INVESTIGADORES
MARTINEZ LINARES Julian Facundo
artículos
Título:
Adversarial learning of permanent seismic deformation from GNSS coordinate timeseries
Autor/es:
CLAVIJO, JAVIER JOSÉ; MARTÍNEZ, JULIÁN FACUNDO
Revista:
COMPUTERS & GEOSCIENCES
Editorial:
PERGAMON-ELSEVIER SCIENCE LTD
Referencias:
Año: 2023 vol. 175
ISSN:
0098-3004
Resumen:
Deformation produced by an earthquake has a wide variety of forms. Therefore, there are a variety of models for quantifying the amount of deformation observed on GNSS coordinate timeseries, each of them based on different assumptions about the underlying mechanism that generates the data. Hence, it is of interest to look for methods relying on minimal assumptions about the observed position series. In this work we propose a semiparametric method, based on adversarial learning, to perform inference of the permanent seismic deformation.

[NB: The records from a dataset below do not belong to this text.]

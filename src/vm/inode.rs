//! Inode-backed VM Objects
//!
//! Inode objects start with every slot empty and fill them from the
//! backing file on demand. Shared inode objects are mapped into every
//! address space that maps the file; private ones give each mapping its own
//! page slots over the same file.

use alloc::sync::Arc;
use alloc::vec;

use crate::error::{InodeError, VmResult};
use crate::vm::memory_manager::MemoryManager;
use crate::vm::vm_object::{VmObject, VmObjectKind, VmObjectState};
use crate::vm::vm_page::page_count_for;

/// Backing store of an inode VM object
pub trait Inode: Send + Sync {
    /// Read up to `buffer.len()` bytes at `offset`
    ///
    /// Returns the number of bytes read, short at end of file.
    fn read_bytes(&self, offset: u64, buffer: &mut [u8]) -> Result<usize, InodeError>;

    /// Size of the file in bytes
    fn size(&self) -> u64;
}

impl VmObject {
    /// Create an object shared by every mapping of `inode`
    pub fn create_shared_inode(mm: &MemoryManager, inode: Arc<dyn Inode>) -> Arc<VmObject> {
        Self::create_inode(mm, VmObjectKind::SharedInode(inode))
    }

    /// Create an object private to one mapping of `inode`
    pub fn create_private_inode(mm: &MemoryManager, inode: Arc<dyn Inode>) -> Arc<VmObject> {
        Self::create_inode(mm, VmObjectKind::PrivateInode(inode))
    }

    fn create_inode(mm: &MemoryManager, kind: VmObjectKind) -> Arc<VmObject> {
        let page_count = match &kind {
            VmObjectKind::SharedInode(inode) | VmObjectKind::PrivateInode(inode) => page_count_for(inode.size()),
            VmObjectKind::Anonymous => 0,
        };
        let state = VmObjectState::new(vec![None; page_count], None);
        Arc::new(VmObject::new(mm.allocator(), kind, state))
    }

    /// Copy of an inode object sharing every populated frame
    pub(crate) fn try_clone_inode(&self) -> VmResult<Arc<VmObject>> {
        let state = self.lock();
        let clone = VmObjectState::new(state.physical_pages.clone(), None);
        Ok(Arc::new(VmObject::new(self.allocator(), self.kind().clone(), clone)))
    }

    /// Number of populated slots
    pub fn amount_cached(&self) -> usize {
        self.lock().physical_pages.iter().filter(|slot| slot.is_some()).count()
    }
}
use std::{
    fs::File,
    io::BufReader,
    path::{Path, PathBuf},
};

use anyhow::Context as _;
use clap::{Parser, Subcommand};

use agjenda::{
    Agenda, CancelToken, Encoding, GenerateOpts, Pacing, Rgba8, Session, SessionOutcome,
    SUGGESTED_FILE_NAME, TextShaper, encode_ffmpeg::WebmSink,
};

#[derive(Parser, Debug)]
#[command(name = "agjenda", version)]
struct Cli {
    #[command(subcommand)]
    cmd: Command,
}

#[derive(Subcommand, Debug)]
enum Command {
    /// Render one agenda slide as a PNG.
    Preview(PreviewArgs),
    /// Capture the whole agenda as a WebM video (requires `ffmpeg` on PATH).
    Generate(GenerateArgs),
    /// Print the seed agenda as JSON.
    Seed,
}

#[derive(Parser, Debug)]
struct PreviewArgs {
    /// Input agenda JSON; the seed agenda when omitted.
    #[arg(long = "in")]
    in_path: Option<PathBuf>,

    /// Item index (0-based).
    #[arg(long, default_value_t = 0)]
    index: usize,

    /// Output PNG path.
    #[arg(long)]
    out: PathBuf,

    /// TrueType font file; auto-detected when omitted.
    #[arg(long)]
    font: Option<PathBuf>,
}

#[derive(Parser, Debug)]
struct GenerateArgs {
    /// Input agenda JSON; the seed agenda when omitted.
    #[arg(long = "in")]
    in_path: Option<PathBuf>,

    /// Output WebM path; defaults to the suggested download name.
    #[arg(long)]
    out: Option<PathBuf>,

    /// TrueType font file; auto-detected when omitted.
    #[arg(long)]
    font: Option<PathBuf>,

    /// Capture frames in real time at 30fps instead of as fast as possible.
    #[arg(long)]
    realtime: bool,
}

fn main() -> anyhow::Result<()> {
    let cli = Cli::parse();
    match cli.cmd {
        Command::Preview(args) => cmd_preview(args),
        Command::Generate(args) => cmd_generate(args),
        Command::Seed => cmd_seed(),
    }
}

fn read_agenda_json(path: &Path) -> anyhow::Result<Agenda> {
    let f = File::open(path).with_context(|| format!("open agenda '{}'", path.display()))?;
    let r = BufReader::new(f);
    let agenda: Agenda = serde_json::from_reader(r).with_context(|| "parse agenda JSON")?;
    Ok(agenda)
}

fn load_agenda(path: Option<&Path>) -> anyhow::Result<Agenda> {
    match path {
        Some(p) => read_agenda_json(p),
        None => Ok(Agenda::seed()),
    }
}

fn make_shaper(font: Option<&Path>) -> anyhow::Result<TextShaper> {
    match font {
        Some(path) => {
            let mut shaper = TextShaper::new();
            shaper.register_font_file(path)?;
            Ok(shaper)
        }
        None => Ok(TextShaper::with_system_font()?),
    }
}

fn cmd_preview(args: PreviewArgs) -> anyhow::Result<()> {
    let agenda = load_agenda(args.in_path.as_deref())?;
    let shaper = make_shaper(args.font.as_deref())?;

    let mut session = Session::new(agenda, shaper)?;
    session.select(args.index);
    let frame = session
        .preview()?
        .context("preview unavailable (capture in progress)")?;

    if let Some(parent) = args.out.parent()
        && !parent.as_os_str().is_empty()
    {
        std::fs::create_dir_all(parent)
            .with_context(|| format!("create output dir '{}'", parent.display()))?;
    }

    let opaque = frame.to_opaque_rgba8(Rgba8::rgb(0, 0, 0));
    image::save_buffer_with_format(
        &args.out,
        &opaque,
        frame.width,
        frame.height,
        image::ColorType::Rgba8,
        image::ImageFormat::Png,
    )
    .with_context(|| format!("write png '{}'", args.out.display()))?;

    eprintln!("wrote {}", args.out.display());
    Ok(())
}

fn cmd_generate(args: GenerateArgs) -> anyhow::Result<()> {
    let agenda = load_agenda(args.in_path.as_deref())?;
    let shaper = make_shaper(args.font.as_deref())?;
    let out = args
        .out
        .unwrap_or_else(|| PathBuf::from(SUGGESTED_FILE_NAME));

    let mut session = Session::new(agenda, shaper)?;
    let mut sink = WebmSink::new(Rgba8::rgb(0, 0, 0))?;

    let opts = GenerateOpts {
        pacing: if args.realtime {
            Pacing::Realtime
        } else {
            Pacing::Unthrottled
        },
        encoding: Encoding::PREFERRED,
    };

    let mut last = None;
    let outcome = session.generate_with(
        &mut sink,
        opts,
        |pct| {
            if last != Some(pct) {
                eprintln!("progress {pct}%");
                last = Some(pct);
            }
        },
        &CancelToken::new(),
    )?;

    match outcome {
        SessionOutcome::Cancelled => {
            eprintln!("capture cancelled");
            Ok(())
        }
        SessionOutcome::Completed => {
            let recording = session
                .take_recording()
                .context("completed capture produced no recording (bug)")?;
            recording.save_as(&out)?;
            eprintln!(
                "wrote {} ({} frames, {} bytes)",
                out.display(),
                recording.frames(),
                recording.len_bytes()
            );
            Ok(())
        }
    }
}

fn cmd_seed() -> anyhow::Result<()> {
    let agenda = Agenda::seed();
    let json = serde_json::to_string_pretty(&agenda).context("serialize seed agenda")?;
    println!("{json}");
    Ok(())
}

The only assumption made is that the probability distributions of GNSS fixed-length coordinate series for periods with and without observable seismic deformation differs mainly in the permanent deformation, represented by an additive scaled heaviside function. A dataset based on the series of GNSS coordinates published by the Nevada Geodetic Laboratory was built, and an adversarial model was trained over this dataset. In order to train the algorithm, an initial labeling of the samples was conducted using time, position an magnitude information of seismic events from the USGS database. It was shown that learning was possible with the available real data, and multiple sanity checks were run, showing consistency of the offset estimations compared with a trajectory model based estimator and with published offsets for well studied events on the South American active margin. To assess the capabilities of the method in a more controlled environment, further experiments were conducted on synthetic data. Those experiments confirmed that the presence of postseismic transient signals does not impede learning. As a derivative, our proposal allows to refine imperfect initial estimations for the presence/absence of seismic deformation.